Les députés semblaient comprendre, pourtant : "la méconnaissance de l’autre, de sa confession ou de sa philosophie, de ses espérances ou de ses doutes, entretient les peurs et le repli sur soi, au détriment de la solidarité nationale". "Au détriment de la solidarité nationale" en plus; je ne sais pas ce que ça veut dire dans le contexte de la phrase mais c'est si émouvant... Donc on avait l'air de comprendre que la méconnaissance du musulman, de sa confession ou de sa philosophie, de ses espérances ou de ses doutes, entretient les peurs et le repli sur soi. Naïveté, évidemment. Le reste du texte est édifiant : c'est le musulman qui affole l'autre, le non-musulman, le vrai français...
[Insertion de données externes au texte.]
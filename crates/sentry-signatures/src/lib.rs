//! IOC/signature matching: four independent tables (IP, botnet IP+port,
//! tracker URL, certificate SHA-1) joined against a provider registry, plus
//! a feed updater that pulls each provider's source and applies its regex.

#![warn(missing_docs)]

pub mod detector;
pub mod update;

pub use detector::{Detect, Request, SignatureDetector};
pub use update::{FeedUpdater, Provider, ProviderType};
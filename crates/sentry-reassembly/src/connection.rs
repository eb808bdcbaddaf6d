//! The `Connection` aggregate: the central per-flow record that analyzers
//! populate and the persister/agent ship onward.

use std::collections::HashMap;
use std::net::IpAddr;
use std::ops::{Deref, DerefMut};

use chrono::{DateTime, Utc};
use sentry_common::{Pool, Resettable};
use serde::{Deserialize, Serialize};

/// Transport protocol a Connection was built from.
#[derive(Debug, Clone, Copy, PartialEq, Eq, Serialize, Deserialize)]
#[serde(rename_all = "lowercase")]
pub enum TransportType {
    /// Reassembled TCP stream.
    Tcp,
    /// Single UDP datagram.
    Udp,
}

/// The central per-flow aggregate (spec.md §3). Once placed on the worker
/// queue it is append-only from the analyzer side; the payload buffer is
/// owned exclusively by this Connection until it is returned to the pool.
#[derive(Debug, Clone, Serialize, Deserialize)]
pub struct Connection {
    /// Timestamp of the first observed packet, RFC 3339.
    pub timestamp: DateTime<Utc>,
    /// 64-bit flow identifier combining network- and transport-flow hashes.
    pub uid: u64,
    /// Source address, stringified.
    pub source_ip: String,
    /// Source port.
    pub source_port: u16,
    /// Destination address, stringified.
    pub destination_ip: String,
    /// Destination port.
    pub destination_port: u16,
    /// `"tcp"` or `"udp"`.
    pub transport_type: TransportType,
    /// Observed duration in seconds; max `packet_ts - start_ts` over the
    /// stream's life.
    pub duration: f64,
    /// Textual TCP FSM state; empty for UDP.
    #[serde(skip_serializing_if = "String::is_empty", default)]
    pub state: String,
    /// Reassembled payload bytes.
    #[serde(skip)]
    pub payload: Vec<u8>,
    /// Analyzer results keyed by tag (`content`, `tls`, `http`, `http2`, `dns`).
    #[serde(default)]
    pub analyzers: HashMap<String, serde_json::Value>,
}

impl Default for Connection {
    fn default() -> Self {
        Self {
            timestamp: Utc::now(),
            uid: 0,
            source_ip: String::new(),
            source_port: 0,
            destination_ip: String::new(),
            destination_port: 0,
            transport_type: TransportType::Tcp,
            duration: 0.0,
            state: String::new(),
            payload: Vec::new(),
            analyzers: HashMap::new(),
        }
    }
}

impl Connection {
    /// Insert an analyzer result under its key, serializing it first.
    pub fn set_analyzer<T: Serialize>(&mut self, key: &str, value: &T) {
        if let Ok(json) = serde_json::to_value(value) {
            self.analyzers.insert(key.to_string(), json);
        }
    }

    /// True if `ip`/`port` matches either side of the connection.
    pub fn touches(&self, ip: &IpAddr, port: u16) -> bool {
        let ip = ip.to_string();
        (self.source_ip == ip && self.source_port == port)
            || (self.destination_ip == ip && self.destination_port == port)
    }
}

impl Resettable for Connection {
    fn reset(&mut self) {
        self.timestamp = Utc::now();
        self.uid = 0;
        self.source_ip.clear();
        self.source_port = 0;
        self.destination_ip.clear();
        self.destination_port = 0;
        self.transport_type = TransportType::Tcp;
        self.duration = 0.0;
        self.state.clear();
        self.payload.clear();
        self.analyzers.clear();
    }
}

/// Pool of reusable `Connection` records (spec.md §4.3, §9 "shared payload
/// ownership"): fields are reset on `get()`, guaranteeing no cross-flow
/// contamination.
pub type ConnectionPool = Pool<Connection>;

/// A pooled, reset-on-reuse payload buffer. The TCP reassembler and UDP
/// builder acquire one per stream/datagram; its bytes move into a
/// `Connection` on completion and the (now-empty) buffer returns to this
/// pool only once the persister releases the connection (spec.md §4.2).
#[derive(Debug, Default)]
pub struct PayloadBuffer(pub Vec<u8>);

impl Resettable for PayloadBuffer {
    fn reset(&mut self) {
        self.0.clear();
    }
}

impl Deref for PayloadBuffer {
    type Target = Vec<u8>;
    fn deref(&self) -> &Vec<u8> {
        &self.0
    }
}

impl DerefMut for PayloadBuffer {
    fn deref_mut(&mut self) -> &mut Vec<u8> {
        &mut self.0
    }
}

/// Pool of reusable payload buffers, shared by the TCP reassembler and the
/// UDP flow builder.
pub type PayloadPool = Pool<PayloadBuffer>;

#[cfg(test)]
mod tests {
    use super::*;

    #[test]
    fn pool_get_resets_fields() {
        let pool = ConnectionPool::new(4);
        let mut conn = pool.get();
        conn.source_ip = "10.0.0.1".into();
        conn.payload.extend_from_slice(b"hello");
        conn.set_analyzer("content", &serde_json::json!({"a": 1}));
        pool.put(conn);

        let fresh = pool.get();
        assert!(fresh.source_ip.is_empty());
        assert!(fresh.payload.is_empty());
        assert!(fresh.analyzers.is_empty());
    }

    #[test]
    fn touches_matches_either_side() {
        let mut conn = Connection::default();
        conn.source_ip = "1.2.3.4".into();
        conn.source_port = 5555;
        conn.destination_ip = "9.9.9.9".into();
        conn.destination_port = 443;

        assert!(conn.touches(&"9.9.9.9".parse().unwrap(), 443));
        assert!(conn.touches(&"1.2.3.4".parse().unwrap(), 5555));
        assert!(!conn.touches(&"9.9.9.9".parse().unwrap(), 80));
    }
}
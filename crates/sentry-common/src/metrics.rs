//! Lock-free counters for the stats task.

use std::sync::atomic::{AtomicU64, Ordering};

/// Monotonically increasing counter, read with relaxed ordering by the
/// 5-second stats task.
#[derive(Debug, Default)]
pub struct AtomicCounter(AtomicU64);

impl AtomicCounter {
    /// Start the counter at `value`.
    pub const fn new(value: u64) -> Self {
        Self(AtomicU64::new(value))
    }

    /// Increment by one.
    #[inline]
    pub fn inc(&self) -> u64 {
        self.0.fetch_add(1, Ordering::Relaxed)
    }

    /// Add an arbitrary delta.
    #[inline]
    pub fn add(&self, delta: u64) -> u64 {
        self.0.fetch_add(delta, Ordering::Relaxed)
    }

    /// Subtract an arbitrary delta, saturating at zero.
    #[inline]
    pub fn sub(&self, delta: u64) -> u64 {
        self.0.fetch_update(Ordering::Relaxed, Ordering::Relaxed, |v| Some(v.saturating_sub(delta)))
            .unwrap_or(0)
    }

    /// Current value.
    #[inline]
    pub fn get(&self) -> u64 {
        self.0.load(Ordering::Relaxed)
    }
}

/// The three pipeline-wide counters from spec.md §4.11: packets handed to a
/// worker, packets dropped (channel full / decode failure), and connections
/// fully processed by a worker.
#[derive(Debug, Default)]
pub struct PipelineStats {
    /// Packets read from a capture source.
    pub received: AtomicCounter,
    /// Packets or connections dropped (channel full, decode failure).
    pub dropped: AtomicCounter,
    /// Connections that completed the analyzer pipeline.
    pub processed: AtomicCounter,
}

impl PipelineStats {
    /// Snapshot of the three counters at this instant.
    pub fn snapshot(&self) -> (u64, u64, u64) {
        (self.received.get(), self.dropped.get(), self.processed.get())
    }
}

#[cfg(test)]
mod tests {
    use super::*;

    #[test]
    fn counter_increments() {
        let c = AtomicCounter::new(0);
        assert_eq!(c.inc(), 0);
        assert_eq!(c.inc(), 1);
        assert_eq!(c.get(), 2);
    }

    #[test]
    fn stats_snapshot_reads_all_three() {
        let stats = PipelineStats::default();
        stats.received.add(10);
        stats.dropped.add(1);
        stats.processed.add(9);
        assert_eq!(stats.snapshot(), (10, 1, 9));
    }
}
Tiens ! Voilà le "mais" en filigrane : "Tout en défendant sans ambiguïté la liberté religieuse, nous ne pouvons pas rester indifférents face au développement de dérives qui, sous couvert de liberté de manifester ses croyances et de relativisme culturel, constituent une négation de notre vivre ensemble, une mise en cause de ce qui fait la spécificité du modèle républicain français et fragilisent l’ensemble de la communauté nationale". Traduction : la femme niqabée nargue, menace et altère le mode de vie français. Et non la laïcité. D'ailleurs, Madame Hostalier, qui s'était évanouie lorsqu'une femme voilée avait joué la citoyenne excessive en prenant place dans le balcon de l'assemblée, l'avoue lors de la discussion : "aujourd’hui, la mondialisation, l’ouverture vers d’autres cultures, grâce notamment aux nouveaux moyens de communication modernes, l’arrivée sur notre sol de populations immigrées ayant d’autres modes de vie, nous confrontent à des comportements qui ne sont pas toujours compatibles avec les valeurs issues de notre histoire. C'est pourquoi, il est apparu nécessaire de recadrer, parmi les valeurs de la République, celle de la laïcité"...
Et voilà ce qui ressort tout naturellement de ce "râlage législatif" : "Mais parce que le principe de laïcité assure la liberté de conscience, c’est, plus largement et au-delà des rapports avec les pouvoirs publics, la liberté religieuse qui doit être réaffirmée"... Ahhhh ! Et en plus, "ce principe de laïcité n’est pas la négation des religions ou le combat contre celles-ci. Il garantit la liberté de conscience et la liberté de culte et assure le respect des croyances de chacun". Comprenne qui pourra...
Donc, pour assurer le respect des croyances de chacun :
- "Les associations cultuelles ou à but religieux doivent pouvoir financer, grâce aux dons de leurs membres, l’édification de lieux de culte à taille humaine, selon leur besoin, dans le respect des règles d’urbanisme et dans la plus grande transparence. Hors manifestations traditionnelles, nul ne peut se satisfaire d’un exercice récurrent du culte sur la voie publique, qui cause un trouble à l’ordre public". Les musulmans sont fous de joie. Leur prière collective du vendredi est en passe d'être considérée comme une "manifestation traditionnelle".
- "Le principe de laïcité [doit être] étendu à l’ensemble des personnes collaborant à un service public ainsi qu’à l’ensemble des structures privées des secteurs social, médico-social, ou de la petite enfance chargées d’une mission de service public ou d’intérêt général" (point 7). Derechef, ça les apaise.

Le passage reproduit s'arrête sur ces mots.